Again the doctor smiled unhealthfully, and tried, awkwardly enough, to appear wholly free from apprehension, whilst he was most uncomfortable with the amount of it.

The physician remained for half an hour with his patient, and rejoined me in the garden when he quitted her. He looked serious and thoughtful.

"There is no hope, then?" I exclaimed immediately.
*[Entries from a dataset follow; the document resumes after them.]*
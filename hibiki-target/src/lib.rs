//! Hibiki デバッガプロセスのチャネル
//!
//! このクレートは、外部デバッガを子プロセスとして起動し、標準入出力を通じて通信するための機能を提供します。
//! コマンド行の書き込み、出力の行分割、プロセスのライフサイクルイベントの通知を行います。

pub mod error;
pub mod line_buffer;
pub mod process;

pub use error::ChannelError;
pub use line_buffer::LineBuffer;
pub use process::{ChannelEvent, EventSink, Launcher, ProcessChannel, ProcessLauncher, Transport};

/// チャネル操作の結果型
pub type Result<T> = std::result::Result<T, ChannelError>;
//! セッション設定

use std::time::Duration;

/// 応答待ちの既定タイムアウト
pub const DEFAULT_RESPONSE_TIMEOUT: Duration = Duration::from_secs(5);

/// 起動待ちの既定タイムアウト
pub const DEFAULT_STARTUP_TIMEOUT: Duration = Duration::from_secs(10);

/// デバッグセッションの設定
#[derive(Debug, Clone, PartialEq, Eq)]
pub struct SessionConfig {
    /// ブロッキング操作が応答を待つ上限
    pub response_timeout: Duration,
    /// `execute` がプロセス起動イベントを待つ上限
    pub startup_timeout: Duration,
}

impl SessionConfig {
    pub fn new() -> Self {
        Self::default()
    }

    pub fn with_response_timeout(mut self, timeout: Duration) -> Self {
        self.response_timeout = timeout;
        self
    }

    pub fn with_startup_timeout(mut self, timeout: Duration) -> Self {
        self.startup_timeout = timeout;
        self
    }
}

impl Default for SessionConfig {
    fn default() -> Self {
        Self {
            response_timeout: DEFAULT_RESPONSE_TIMEOUT,
            startup_timeout: DEFAULT_STARTUP_TIMEOUT,
        }
    }
}
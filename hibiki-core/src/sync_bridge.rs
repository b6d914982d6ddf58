//! 非同期応答を同期的に待つための待機/発火プリミティブ

use crate::errors::DebugError;
use std::sync::{Condvar, Mutex};
use std::time::Duration;

/// 待機/発火ブリッジ
///
/// `fire` で値をセットし、`wait` はセットされるまで待機します。
/// 値はフラグとして保持されるため、`wait` より先に `fire` されても取りこぼしません。
pub struct SyncBridge<T = ()> {
    slot: Mutex<Option<T>>,
    cond: Condvar,
}

impl<T> SyncBridge<T> {
    pub fn new() -> Self {
        Self {
            slot: Mutex::new(None),
            cond: Condvar::new(),
        }
    }

    /// 値をセットして待機中の呼び出し元を起こす
    pub fn fire(&self, value: T) {
        let mut slot = self.slot.lock().unwrap_or_else(|e| e.into_inner());
        *slot = Some(value);
        self.cond.notify_all();
    }

    /// 値がセットされるまで最大 `timeout` だけ待機し、値を取り出す
    pub fn wait(&self, timeout: Duration) -> Result<T, DebugError> {
        let slot = self.slot.lock().unwrap_or_else(|e| e.into_inner());
        let (mut slot, _) = self
            .cond
            .wait_timeout_while(slot, timeout, |slot| slot.is_none())
            .unwrap_or_else(|e| e.into_inner());
        slot.take().ok_or(DebugError::ResponseTimeout(timeout))
    }
}

impl<T> Default for SyncBridge<T> {
    fn default() -> Self {
        Self::new()
    }
}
"Tush, boy," he answered; "quiet—quiet. She will do well, I hope—eventually. She has fever on her now, which must be brought down. While that remains there will be anxiety, as there must be always—when it leaves her, I trust she will be well again. Do you know if she has undergone any unusual physical exertion?"

"I do not."

"I confess to you that I do not like this accident; but it is impossible to speak positively now. Whilst the fever lasts, symptoms may be confounded and mistaken. I will watch her closely."

"Have you seen her father?"

"I have; but I have told him nothing further than he knew. He believes her slightly indisposed. I have calmed him, and have told him not to have the child disturbed. You will see to that?"

"I will."

"And now mark me, Stukely. I expect that you will behave like a man, and as you ought. We cannot keep Fairman ignorant of this business. Should it go on, as it may—in spite of every thing we can do—he must know it. You have seen sufficient of his character to judge how he will receive the information which it may be my painful lot to take to him. I think of it with dread. It has been my pleasure to stand your friend—you must prove mine. I shall expect you to act with fortitude and calmness, and not, by weakness and self-indulgence, to increase the pain that will afflict the parent's heart—for it will be sufficient for Fairman to know only what has happened to give up every hope and consolation. You must be firm on his account and chiefly for the sake of the dear girl, who should not see your face without a smile of confidence and love upon it. Do you hear me? I will let you weep now," he continued, noticing the tears which prevented my reply, "provided that you dry your eyes, and keep them so from this time forward. Do you hear me?"

"Yes," I faltered.

"And will you heed me?"

"I will try," I answered, as firmly as I might, with every hope within me crushed and killed by the words which he had spoken.